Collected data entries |

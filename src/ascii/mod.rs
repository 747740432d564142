//! Image to text rendering pipeline.
//!
//! Converts an RGBA pixel buffer to a grid of glyphs or braille cells:
//!
//! 1. **Luminance** - optional inversion, then BT.601 luminance
//! 2. **Segmentation** - background classification (heuristic, adaptive
//!    threshold, or soft probability), gated by a Sobel gradient field and
//!    refined with edge-gated morphology
//! 3. **Cropping** - bounding box around the foreground
//! 4. **Tone** - gamma lookup, optional posterize/median/blend simplification
//! 5. **Dithering** - Floyd-Steinberg over foreground pixels
//! 6. **Mapping** - intensity to glyph lookup, or 2x4 braille dot packing
//!
//! # Glyph Sets
//!
//! Built-in ramps are available via [`GlyphSet`]:
//! - `Standard` - 10-level density ramp
//! - `Detailed` - 70-level density ramp
//! - `Simple` - 5-level ramp
//! - `Binary` - 2-level ramp
//! - `Braille` - dot packing, 8 sub-pixels per character

pub mod bbox;
pub mod braille;
mod charset;
pub mod dither;
pub mod edges;
pub mod grayscale;
pub mod integral;
mod mapping;
pub mod morphology;
mod render;
pub mod segment;
pub mod tone;

pub use bbox::{crop_to_foreground, BoundingBox};
pub use charset::{GlyphSet, BINARY_GLYPHS, DETAILED_GLYPHS, SIMPLE_GLYPHS, STANDARD_GLYPHS};
pub use edges::gradient_magnitude;
pub use grayscale::{invert_rgb, to_linear_luminance, to_luminance};
pub use integral::{IntegralPair, IntegralTable};
pub use mapping::{map_to_rows, GlyphTable};
pub use render::{
    bounding_box, render, render_text, CharacterGrid, RenderError, RenderOptions, Segmentation,
    MAX_PREPROCESS_STRENGTH,
};

pub use braille::{grid_to_braille, pack_rows as pack_braille, BRAILLE_BASE};
//! Subcommand handlers for render and config actions.

use sha2::{Digest, Sha256};
use std::io::{Read, Write};
use std::path::{Path, PathBuf};

use super::args::{ConfigAction, RenderArgs};
use crate::ascii::{render_text, GlyphSet, RenderError, RenderOptions};
use crate::config::{default_path as get_config_path, Config, ConfigError, DEFAULT_CONFIG};

/// Errors surfaced by CLI subcommands.
#[derive(Debug, thiserror::Error)]
pub enum CliError {
    #[error(transparent)]
    Config(#[from] ConfigError),

    #[error("{path}: {source}")]
    Io {
        path: PathBuf,
        #[source]
        source: std::io::Error,
    },

    #[error("render failed: {0}")]
    Render(#[from] RenderError),

    #[error("config file already exists: {0}")]
    ConfigExists(PathBuf),
}

fn io_error(path: &Path) -> impl FnOnce(std::io::Error) -> CliError + '_ {
    move |source| CliError::Io {
        path: path.to_path_buf(),
        source,
    }
}

/// Load config for a subcommand.
///
/// An explicit path must exist. Problems with the default path fall back to
/// built-in defaults with a warning.
pub fn load_config(path: Option<&Path>) -> Result<Config, CliError> {
    match path {
        Some(path) => Ok(Config::load_from_explicit(path)?),
        None => match Config::load(None) {
            Ok(config) => Ok(config),
            Err(e) => {
                log::warn!("{}; using default settings", e);
                Ok(Config::default())
            }
        },
    }
}

/// `--no-x` wins, then `--x`, then whatever the config resolved to.
fn switch(on: bool, off: bool, configured: bool) -> bool {
    if off {
        false
    } else if on {
        true
    } else {
        configured
    }
}

/// Merge settings: CLI args > config file > built-in defaults.
pub fn resolve_options(args: &RenderArgs, config: &Config) -> RenderOptions {
    let mut options = config.render.to_options();

    if let Some(set) = args.glyph_set {
        let set = GlyphSet::from(set);
        options.glyph_set = set;
        if config.render.glyphs.is_none() {
            options.glyphs = set.glyphs().to_vec();
        }
    }
    if let Some(ref glyphs) = args.glyphs {
        options.glyphs = glyphs.chars().collect();
    }
    if let Some(gamma) = args.gamma {
        options.gamma = gamma;
    }
    if let Some(strength) = args.strength {
        options.preprocess_strength = strength;
    }
    if let Some(segmentation) = args.segmentation {
        options.segmentation = segmentation.into();
    }
    if let Some(passes) = args.refine_passes {
        options.refine_passes = passes;
    }
    options.dithering = switch(args.dither, args.no_dither, options.dithering);
    options.compact = switch(args.compact, args.no_compact, options.compact);
    options.invert = switch(args.invert, args.no_invert, options.invert);
    options.preprocess = switch(args.preprocess, args.no_preprocess, options.preprocess);

    options
}

/// SHA-256 of the rendered text as lowercase hex.
pub fn digest(text: &str) -> String {
    let mut hasher = Sha256::new();
    hasher.update(text.as_bytes());
    hex::encode(hasher.finalize())
}

fn read_input(path: &Path) -> Result<Vec<u8>, CliError> {
    if path.as_os_str() == "-" {
        let mut buf = Vec::new();
        std::io::stdin()
            .read_to_end(&mut buf)
            .map_err(io_error(path))?;
        Ok(buf)
    } else {
        std::fs::read(path).map_err(io_error(path))
    }
}

/// Render a raw RGBA file and write the text out.
pub fn run_render(args: &RenderArgs) -> Result<(), CliError> {
    let config = load_config(args.config.as_deref())?;
    let options = resolve_options(args, &config);
    let pixels = read_input(&args.input)?;

    log::debug!(
        "rendering {} ({} bytes) as {}x{}",
        args.input.display(),
        pixels.len(),
        args.width,
        args.height
    );
    let text = render_text(&pixels, args.width, args.height, &options)?;

    match args.output {
        Some(ref path) => {
            let mut contents = text.clone();
            contents.push('\n');
            std::fs::write(path, contents).map_err(io_error(path))?;
        }
        None => {
            let stdout = std::io::stdout();
            let mut out = stdout.lock();
            writeln!(out, "{}", text).map_err(io_error(Path::new("<stdout>")))?;
        }
    }

    if args.digest {
        eprintln!("sha256: {}", digest(&text));
    }

    Ok(())
}

/// Handle config subcommand actions.
pub fn handle_config_action(action: ConfigAction) -> Result<(), CliError> {
    match action {
        ConfigAction::Show { config } => {
            let path = config.clone().unwrap_or_else(get_config_path);
            let options = load_config(config.as_deref())?.render.to_options();

            println!("Current configuration:");
            println!("  Glyph set: {}", options.glyph_set);
            println!("  Glyphs: {:?}", options.glyphs.iter().collect::<String>());
            println!("  Gamma: {}", options.gamma);
            println!("  Dithering: {}", yes_no(options.dithering));
            println!("  Compact: {}", yes_no(options.compact));
            println!("  Invert: {}", yes_no(options.invert));
            println!(
                "  Preprocess: {} (strength {})",
                yes_no(options.preprocess),
                options.preprocess_strength
            );
            println!("  Segmentation: {}", options.segmentation.name());
            println!("  Refine passes: {}", options.refine_passes);
            println!();

            if path.exists() {
                println!("Config file: {} (exists)", path.display());
            } else {
                println!("Config file: {} (not found)", path.display());
            }
            Ok(())
        }
        ConfigAction::Init => {
            let config_path = get_config_path();
            init_config(&config_path)?;
            println!("Created config file: {}", config_path.display());
            Ok(())
        }
    }
}

/// Write the default config template, refusing to overwrite.
pub fn init_config(path: &Path) -> Result<(), CliError> {
    if path.exists() {
        return Err(CliError::ConfigExists(path.to_path_buf()));
    }
    if let Some(parent) = path.parent() {
        std::fs::create_dir_all(parent).map_err(io_error(parent))?;
    }
    std::fs::write(path, DEFAULT_CONFIG).map_err(io_error(path))
}

fn yes_no(b: bool) -> &'static str {
    if b {
        "yes"
    } else {
        "no"
    }
}
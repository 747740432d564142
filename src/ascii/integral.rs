//! Integral images (summed-area tables) for constant-time window queries.
//!
//! Building a table is a single O(w·h) pass. Every window query afterwards
//! costs four lookups regardless of the window radius, which is what makes
//! per-pixel local statistics affordable in the segmentation stage.

/// Summed-area table over a scalar field.
///
/// `sums[y * width + x]` holds the sum of every sample in the rectangle
/// `[0, x] × [0, y]` (inclusive).
#[derive(Debug, Clone)]
pub struct IntegralTable {
    width: usize,
    height: usize,
    sums: Vec<f64>,
}

impl IntegralTable {
    /// Build a table from a row-major field of `width * height` samples.
    pub fn build(field: &[f32], width: usize, height: usize) -> Self {
        Self::accumulate(field, width, height, |v| v as f64)
    }

    /// Build a table of squared samples, used for variance queries.
    fn build_squared(field: &[f32], width: usize, height: usize) -> Self {
        Self::accumulate(field, width, height, |v| {
            let v = v as f64;
            v * v
        })
    }

    fn accumulate(field: &[f32], width: usize, height: usize, f: impl Fn(f32) -> f64) -> Self {
        let mut sums = vec![0.0f64; width * height];

        for y in 0..height {
            let mut row_sum = 0.0f64;
            for x in 0..width {
                let idx = y * width + x;
                row_sum += field.get(idx).copied().map(&f).unwrap_or(0.0);
                sums[idx] = if y == 0 {
                    row_sum
                } else {
                    sums[idx - width] + row_sum
                };
            }
        }

        Self { width, height, sums }
    }

    pub fn width(&self) -> usize {
        self.width
    }

    pub fn height(&self) -> usize {
        self.height
    }

    /// Sum over the inclusive rectangle `[x1, x2] × [y1, y2]`.
    ///
    /// Callers must pass coordinates already clipped to the image.
    fn rect_sum(&self, x1: usize, y1: usize, x2: usize, y2: usize) -> f64 {
        let w = self.width;
        let bottom_right = self.sums[y2 * w + x2];
        let left = if x1 > 0 { self.sums[y2 * w + (x1 - 1)] } else { 0.0 };
        let above = if y1 > 0 { self.sums[(y1 - 1) * w + x2] } else { 0.0 };
        let corner = if x1 > 0 && y1 > 0 {
            self.sums[(y1 - 1) * w + (x1 - 1)]
        } else {
            0.0
        };
        bottom_right - left - above + corner
    }

    /// Clip a `(2·radius + 1)`-sided window centered on `(x, y)`.
    ///
    /// Returns the inclusive corners and the clipped area.
    fn window(&self, x: usize, y: usize, radius: usize) -> (usize, usize, usize, usize, usize) {
        let x1 = x.saturating_sub(radius);
        let y1 = y.saturating_sub(radius);
        let x2 = (x + radius).min(self.width - 1);
        let y2 = (y + radius).min(self.height - 1);
        let area = (x2 - x1 + 1) * (y2 - y1 + 1);
        (x1, y1, x2, y2, area)
    }

    /// Sum of the window of side `2·radius + 1` centered on `(x, y)`.
    ///
    /// Windows touching the border shrink to the part inside the image.
    /// Returns 0 for an empty table.
    pub fn range_sum(&self, x: usize, y: usize, radius: usize) -> f64 {
        if self.width == 0 || self.height == 0 {
            return 0.0;
        }
        let (x1, y1, x2, y2, _) = self.window(x, y, radius);
        self.rect_sum(x1, y1, x2, y2)
    }

    /// Mean of the clipped window centered on `(x, y)`.
    pub fn range_mean(&self, x: usize, y: usize, radius: usize) -> f64 {
        if self.width == 0 || self.height == 0 {
            return 0.0;
        }
        let (x1, y1, x2, y2, area) = self.window(x, y, radius);
        self.rect_sum(x1, y1, x2, y2) / area as f64
    }
}

/// Sum and squared-sum tables over the same field.
#[derive(Debug, Clone)]
pub struct IntegralPair {
    pub sums: IntegralTable,
    pub squares: IntegralTable,
}

impl IntegralPair {
    /// Build both tables in one call.
    pub fn build(field: &[f32], width: usize, height: usize) -> Self {
        Self {
            sums: IntegralTable::build(field, width, height),
            squares: IntegralTable::build_squared(field, width, height),
        }
    }

    /// Local `(mean, std)` over the clipped window centered on `(x, y)`.
    ///
    /// Variance is clamped at zero before the square root; cancellation in
    /// `E[v²] - E[v]²` can otherwise go slightly negative on flat regions.
    pub fn range_stats(&self, x: usize, y: usize, radius: usize) -> (f64, f64) {
        let table = &self.sums;
        if table.width == 0 || table.height == 0 {
            return (0.0, 0.0);
        }
        let (x1, y1, x2, y2, area) = table.window(x, y, radius);
        let n = area as f64;
        let mean = table.rect_sum(x1, y1, x2, y2) / n;
        let mean_sq = self.squares.rect_sum(x1, y1, x2, y2) / n;
        let variance = (mean_sq - mean * mean).max(0.0);
        (mean, variance.sqrt())
    }
}

#[cfg(test)]
mod tests {
    use super::*;

    fn brute_sum(field: &[f32], w: usize, h: usize, x: usize, y: usize, r: usize) -> f64 {
        let mut sum = 0.0;
        for yy in y.saturating_sub(r)..=(y + r).min(h - 1) {
            for xx in x.saturating_sub(r)..=(x + r).min(w - 1) {
                sum += field[yy * w + xx] as f64;
            }
        }
        sum
    }

    fn sample_field(w: usize, h: usize) -> Vec<f32> {
        (0..w * h).map(|i| ((i * 37 + 11) % 97) as f32).collect()
    }

    #[test]
    fn test_range_sum_matches_brute_force_everywhere() {
        let (w, h) = (9, 7);
        let field = sample_field(w, h);
        let table = IntegralTable::build(&field, w, h);

        for r in 0..5 {
            for y in 0..h {
                for x in 0..w {
                    let expected = brute_sum(&field, w, h, x, y, r);
                    let actual = table.range_sum(x, y, r);
                    assert!(
                        (expected - actual).abs() < 1e-6,
                        "mismatch at ({}, {}) r={}: {} vs {}",
                        x,
                        y,
                        r,
                        expected,
                        actual
                    );
                }
            }
        }
    }

    #[test]
    fn test_border_window_uses_clipped_area() {
        let field = vec![2.0f32; 16];
        let table = IntegralTable::build(&field, 4, 4);
        // Corner window of radius 1 covers only 2x2 pixels.
        assert_eq!(table.range_sum(0, 0, 1), 8.0);
        assert_eq!(table.range_mean(0, 0, 1), 2.0);
        // Interior window covers 3x3.
        assert_eq!(table.range_sum(1, 1, 1), 18.0);
    }

    #[test]
    fn test_range_stats_flat_field_has_zero_std() {
        let field = vec![0.7f32; 25];
        let pair = IntegralPair::build(&field, 5, 5);
        let (mean, std) = pair.range_stats(2, 2, 2);
        assert!((mean - 0.7).abs() < 1e-6);
        assert!(std >= 0.0);
        assert!(std < 1e-3);
    }

    #[test]
    fn test_range_stats_known_values() {
        // Window over [0, 10] has mean 5 and population std 5.
        let field = vec![0.0f32, 10.0];
        let pair = IntegralPair::build(&field, 2, 1);
        let (mean, std) = pair.range_stats(0, 0, 1);
        assert!((mean - 5.0).abs() < 1e-9);
        assert!((std - 5.0).abs() < 1e-9);
    }

    #[test]
    fn test_empty_table() {
        let table = IntegralTable::build(&[], 0, 0);
        assert_eq!(table.range_sum(0, 0, 3), 0.0);
        let pair = IntegralPair::build(&[], 0, 0);
        assert_eq!(pair.range_stats(0, 0, 3), (0.0, 0.0));
    }
}
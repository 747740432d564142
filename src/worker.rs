//! Background render thread.
//!
//! Renders run on a dedicated thread so a slow frame never blocks the caller.
//! The newest request always wins:
//! - requests still queued when a newer one arrives are skipped
//! - a render already in progress runs to completion
//! - a finished result older than the one already held is dropped

use std::sync::mpsc::{self, Receiver, Sender};
use std::sync::{Arc, Condvar, Mutex};
use std::thread::JoinHandle;
use std::time::{Duration, Instant};

use crate::ascii::{render, CharacterGrid, RenderError, RenderOptions};

/// A render job sent to the worker thread.
#[derive(Debug, Clone)]
pub struct RenderRequest {
    pub id: u64,
    pub pixels: Vec<u8>,
    pub width: usize,
    pub height: usize,
    pub options: RenderOptions,
}

/// Result of one render job.
#[derive(Debug, Clone, PartialEq)]
pub struct RenderOutcome {
    /// Id returned by [`RenderWorker::submit`]
    pub id: u64,
    pub result: Result<CharacterGrid, RenderError>,
}

/// Commands sent to the worker thread.
enum WorkerCommand {
    Render(RenderRequest),
    Stop,
}

/// Newest finished outcome, shared with the worker thread.
type ResultSlot = Arc<(Mutex<Option<RenderOutcome>>, Condvar)>;

/// Handle to the background render thread.
pub struct RenderWorker {
    /// Newest finished outcome (shared with worker thread)
    slot: ResultSlot,
    /// Worker thread handle
    worker_thread: Option<JoinHandle<()>>,
    /// Channel to send commands to the worker thread
    command_tx: Option<Sender<WorkerCommand>>,
    /// Id of the last submitted request
    last_submitted: u64,
    /// Id of the last outcome handed to the caller
    last_delivered: u64,
}

impl std::fmt::Debug for RenderWorker {
    fn fmt(&self, f: &mut std::fmt::Formatter<'_>) -> std::fmt::Result {
        f.debug_struct("RenderWorker")
            .field("last_submitted", &self.last_submitted)
            .field("last_delivered", &self.last_delivered)
            .field("is_running", &self.is_running())
            .finish_non_exhaustive()
    }
}

/// Pull every queued command and keep only the newest render request.
///
/// Returns `None` when a stop command was seen.
fn newest_request(first: RenderRequest, rx: &Receiver<WorkerCommand>) -> Option<RenderRequest> {
    let mut newest = first;
    while let Ok(cmd) = rx.try_recv() {
        match cmd {
            WorkerCommand::Render(req) => {
                log::trace!("skipping superseded render request {}", newest.id);
                newest = req;
            }
            WorkerCommand::Stop => return None,
        }
    }
    Some(newest)
}

/// Run the render loop until a stop command arrives or the handle drops.
fn run_render_loop(rx: Receiver<WorkerCommand>, slot: ResultSlot) {
    while let Ok(cmd) = rx.recv() {
        let first = match cmd {
            WorkerCommand::Render(req) => req,
            WorkerCommand::Stop => break,
        };
        let Some(req) = newest_request(first, &rx) else {
            break;
        };

        log::trace!("rendering request {}", req.id);
        let result = render(&req.pixels, req.width, req.height, &req.options);
        if let Err(ref e) = result {
            log::debug!("render request {} failed: {}", req.id, e);
        }

        let (lock, ready) = &*slot;
        if let Ok(mut held) = lock.lock() {
            let newer = held.as_ref().map_or(true, |o| o.id < req.id);
            if newer {
                *held = Some(RenderOutcome { id: req.id, result });
                ready.notify_all();
            }
        }
    }
}

impl RenderWorker {
    /// Spawn the worker thread.
    pub fn spawn() -> Self {
        let slot: ResultSlot = Arc::new((Mutex::new(None), Condvar::new()));
        let (tx, rx) = mpsc::channel();

        let thread_slot = Arc::clone(&slot);
        let handle = std::thread::spawn(move || run_render_loop(rx, thread_slot));

        Self {
            slot,
            worker_thread: Some(handle),
            command_tx: Some(tx),
            last_submitted: 0,
            last_delivered: 0,
        }
    }

    /// Queue a render and return its id.
    ///
    /// Ids increase with every call, so a larger id is always the newer
    /// request.
    ///
    /// # Errors
    /// * `RenderError::WorkerGone` - If the worker thread has stopped
    pub fn submit(
        &mut self,
        pixels: Vec<u8>,
        width: usize,
        height: usize,
        options: RenderOptions,
    ) -> Result<u64, RenderError> {
        let tx = self.command_tx.as_ref().ok_or(RenderError::WorkerGone)?;
        let id = self.last_submitted + 1;
        tx.send(WorkerCommand::Render(RenderRequest {
            id,
            pixels,
            width,
            height,
            options,
        }))
        .map_err(|_| RenderError::WorkerGone)?;
        self.last_submitted = id;
        Ok(id)
    }

    /// Take the newest finished outcome, if one arrived since the last call.
    pub fn latest(&mut self) -> Option<RenderOutcome> {
        let outcome = {
            let (lock, _) = &*self.slot;
            lock.lock().ok()?.clone()
        };
        self.deliver(outcome.as_ref())
    }

    /// Block until the outcome for request `id` (or a newer one) is ready.
    ///
    /// Returns `None` on timeout or if that outcome was already delivered.
    pub fn wait_for(&mut self, id: u64, timeout: Duration) -> Option<RenderOutcome> {
        let deadline = Instant::now() + timeout;
        let slot = Arc::clone(&self.slot);
        let (lock, ready) = &*slot;
        let mut held = lock.lock().ok()?;

        loop {
            if held.as_ref().is_some_and(|o| o.id >= id) {
                break;
            }
            let now = Instant::now();
            if now >= deadline {
                return None;
            }
            let (guard, _) = ready.wait_timeout(held, deadline - now).ok()?;
            held = guard;
        }

        let outcome = held.clone();
        drop(held);
        self.deliver(outcome.as_ref())
    }

    fn deliver(&mut self, outcome: Option<&RenderOutcome>) -> Option<RenderOutcome> {
        let outcome = outcome.filter(|o| o.id > self.last_delivered)?.clone();
        self.last_delivered = outcome.id;
        Some(outcome)
    }

    /// Id of the most recently submitted request (0 before the first).
    pub fn last_submitted(&self) -> u64 {
        self.last_submitted
    }

    /// Check if the worker thread is still alive.
    pub fn is_running(&self) -> bool {
        self.worker_thread
            .as_ref()
            .is_some_and(|h| !h.is_finished())
    }

    /// Stop the worker thread and wait for any in-flight render to finish.
    pub fn stop(&mut self) {
        if let Some(tx) = self.command_tx.take() {
            let _ = tx.send(WorkerCommand::Stop);
        }
        if let Some(handle) = self.worker_thread.take() {
            let _ = handle.join();
        }
    }
}

impl Drop for RenderWorker {
    fn drop(&mut self) {
        self.stop();
    }
}
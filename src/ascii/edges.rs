//! Sobel gradient magnitude field.

/// Floor applied to the normalization divisor so flat images stay finite.
pub const GRADIENT_EPSILON: f32 = 1e-6;

/// Compute a normalized Sobel gradient magnitude field.
///
/// The Sobel kernels used are:
/// ```text
/// Gx:          Gy:
/// [-1  0  1]   [-1 -2 -1]
/// [-2  0  2]   [ 0  0  0]
/// [-1  0  1]   [ 1  2  1]
/// ```
///
/// Magnitude is `|Gx| + |Gy|` rather than the Euclidean norm. Only interior
/// pixels are computed; the 1-pixel border stays 0. The result is divided by
/// the largest observed magnitude, so values lie in [0, 1] and the strongest
/// edge maps to exactly 1.0. A flat image yields an all-zero field.
///
/// # Arguments
/// * `field` - Luminance samples (row-major)
/// * `width` - Width of the image in pixels
/// * `height` - Height of the image in pixels
pub fn gradient_magnitude(field: &[f32], width: usize, height: usize) -> Vec<f32> {
    let mut grad = vec![0.0f32; width * height];
    if width < 3 || height < 3 || field.len() < width * height {
        return grad;
    }

    let sobel_x: [[f32; 3]; 3] = [[-1.0, 0.0, 1.0], [-2.0, 0.0, 2.0], [-1.0, 0.0, 1.0]];
    let sobel_y: [[f32; 3]; 3] = [[-1.0, -2.0, -1.0], [0.0, 0.0, 0.0], [1.0, 2.0, 1.0]];

    let mut max = 0.0f32;
    for y in 1..height - 1 {
        for x in 1..width - 1 {
            let mut gx = 0.0f32;
            let mut gy = 0.0f32;

            for ky in 0..3 {
                for kx in 0..3 {
                    let val = field[(y + ky - 1) * width + (x + kx - 1)];
                    gx += val * sobel_x[ky][kx];
                    gy += val * sobel_y[ky][kx];
                }
            }

            let magnitude = gx.abs() + gy.abs();
            max = max.max(magnitude);
            grad[y * width + x] = magnitude;
        }
    }

    let divisor = max.max(GRADIENT_EPSILON);
    for g in grad.iter_mut() {
        *g /= divisor;
    }

    grad
}
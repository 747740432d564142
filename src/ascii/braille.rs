//! Braille dot packing.
//!
//! Each braille character represents a 2x4 dot matrix, giving 8 sub-pixels
//! per output character. Packing needs no glyph ramp, no dithering and no
//! background mask: the dot threshold alone decides density.

use super::bbox::BoundingBox;

/// Braille base character (U+2800, empty braille pattern).
pub const BRAILLE_BASE: char = '\u{2800}';

/// Sub-pixels brighter than this light their dot.
pub const DOT_THRESHOLD: u8 = 127;

/// Braille dot number for each sub-pixel, scanning column-major:
/// column 0 rows 0-3, then column 1 rows 0-3.
pub const DOT_ORDER: [u8; 8] = [1, 2, 3, 7, 4, 5, 6, 8];

/// Convert a 2x4 boolean grid to a braille character.
///
/// The bit positions are:
/// ```text
/// [0,0]=1   [1,0]=8
/// [0,1]=2   [1,1]=16
/// [0,2]=4   [1,2]=32
/// [0,3]=64  [1,3]=128
/// ```
///
/// # Arguments
/// * `grid` - A 2x4 boolean array where grid[x][y] indicates if dot at (x,y) is on
///
/// # Returns
/// The corresponding braille character (U+2800 to U+28FF)
pub fn grid_to_braille(grid: [[bool; 4]; 2]) -> char {
    let mut code = 0u32;
    for (col, rows) in grid.iter().enumerate() {
        for (row, &on) in rows.iter().enumerate() {
            if on {
                code |= 1 << (DOT_ORDER[col * 4 + row] - 1);
            }
        }
    }
    char::from_u32(BRAILLE_BASE as u32 + code).unwrap_or(BRAILLE_BASE)
}

/// Pack the pixels inside `bbox` into rows of braille characters.
///
/// The box is first expanded outward to 2x4 alignment. Sub-pixels that fall
/// outside the `width × height` frame are treated as off.
///
/// # Arguments
/// * `gray` - Tone-adjusted intensities
/// * `width`, `height` - Image dimensions
/// * `bbox` - Region to pack
pub fn pack_rows(gray: &[u8], width: usize, height: usize, bbox: BoundingBox) -> Vec<String> {
    let cells = bbox.align_to_braille();
    let mut rows = Vec::with_capacity(cells.height() / 4);

    for cy in (cells.top..cells.bottom).step_by(4) {
        let mut row = String::with_capacity(cells.width() / 2 * 3);
        for cx in (cells.left..cells.right).step_by(2) {
            let mut grid = [[false; 4]; 2];
            for (dx, col) in grid.iter_mut().enumerate() {
                for (dy, dot) in col.iter_mut().enumerate() {
                    let x = cx + dx;
                    let y = cy + dy;
                    if x < width && y < height {
                        *dot = gray[y * width + x] > DOT_THRESHOLD;
                    }
                }
            }
            row.push(grid_to_braille(grid));
        }
        rows.push(row);
    }

    rows
}

#[cfg(test)]
mod tests {
    use super::*;

    #[test]
    fn test_braille_base() {
        assert_eq!(BRAILLE_BASE, '\u{2800}');
    }

    #[test]
    fn test_grid_to_braille_empty() {
        let grid = [[false; 4]; 2];
        assert_eq!(grid_to_braille(grid), BRAILLE_BASE);
    }

    #[test]
    fn test_grid_to_braille_full() {
        let grid = [[true; 4]; 2];
        assert_eq!(grid_to_braille(grid), '\u{28FF}');
    }

    #[test]
    fn test_grid_to_braille_single_dots() {
        let mut grid = [[false; 4]; 2];
        grid[0][0] = true;
        assert_eq!(grid_to_braille(grid), '\u{2801}');

        let mut grid = [[false; 4]; 2];
        grid[1][0] = true;
        assert_eq!(grid_to_braille(grid), '\u{2808}');

        // Bottom row uses dots 7 and 8.
        let mut grid = [[false; 4]; 2];
        grid[0][3] = true;
        assert_eq!(grid_to_braille(grid), '\u{2840}');
        let mut grid = [[false; 4]; 2];
        grid[1][3] = true;
        assert_eq!(grid_to_braille(grid), '\u{2880}');
    }

    #[test]
    fn test_pack_white_and_black_cells() {
        let white = vec![255u8; 8];
        assert_eq!(pack_rows(&white, 2, 4, BoundingBox::full(2, 4)), vec!["\u{28FF}"]);
        let black = vec![0u8; 8];
        assert_eq!(pack_rows(&black, 2, 4, BoundingBox::full(2, 4)), vec!["\u{2800}"]);
    }

    #[test]
    fn test_threshold_is_strict() {
        let gray = vec![127u8, 128, 0, 0, 0, 0, 0, 0];
        // Pixel (0,0) = 127 is off, pixel (1,0) = 128 lights dot 4.
        assert_eq!(pack_rows(&gray, 2, 4, BoundingBox::full(2, 4)), vec!["\u{2808}"]);
    }

    #[test]
    fn test_out_of_bounds_subpixels_are_off() {
        // 3x5 white image: the aligned box is 4x8, so the right column and
        // lower rows of the outer cells fall outside the frame.
        let gray = vec![255u8; 15];
        let rows = pack_rows(&gray, 3, 5, BoundingBox::full(3, 5));
        assert_eq!(rows.len(), 2);
        let top: Vec<char> = rows[0].chars().collect();
        assert_eq!(top, vec!['\u{28FF}', '\u{2847}']);
        let bottom: Vec<char> = rows[1].chars().collect();
        assert_eq!(bottom, vec!['\u{2809}', '\u{2801}']);
    }
}
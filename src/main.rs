use clap::Parser;

use glyphcast::cli::{handle_config_action, run_render, Args, Command};

fn main() {
    env_logger::Builder::from_env(env_logger::Env::default().default_filter_or("warn")).init();

    let args = Args::parse();

    let result = match args.command {
        Command::Render(ref render_args) => run_render(render_args),
        Command::Config { action } => handle_config_action(action),
    };

    if let Err(e) = result {
        eprintln!("Error: {}", e);
        std::process::exit(1);
    }
}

Work task | Some lines in the data above hold the string "move". Find and copy each of them.

Solution for this task |
    move |source| CliError::Io {
        let handle = std::thread::spawn(move || run_render_loop(rx, thread_slot));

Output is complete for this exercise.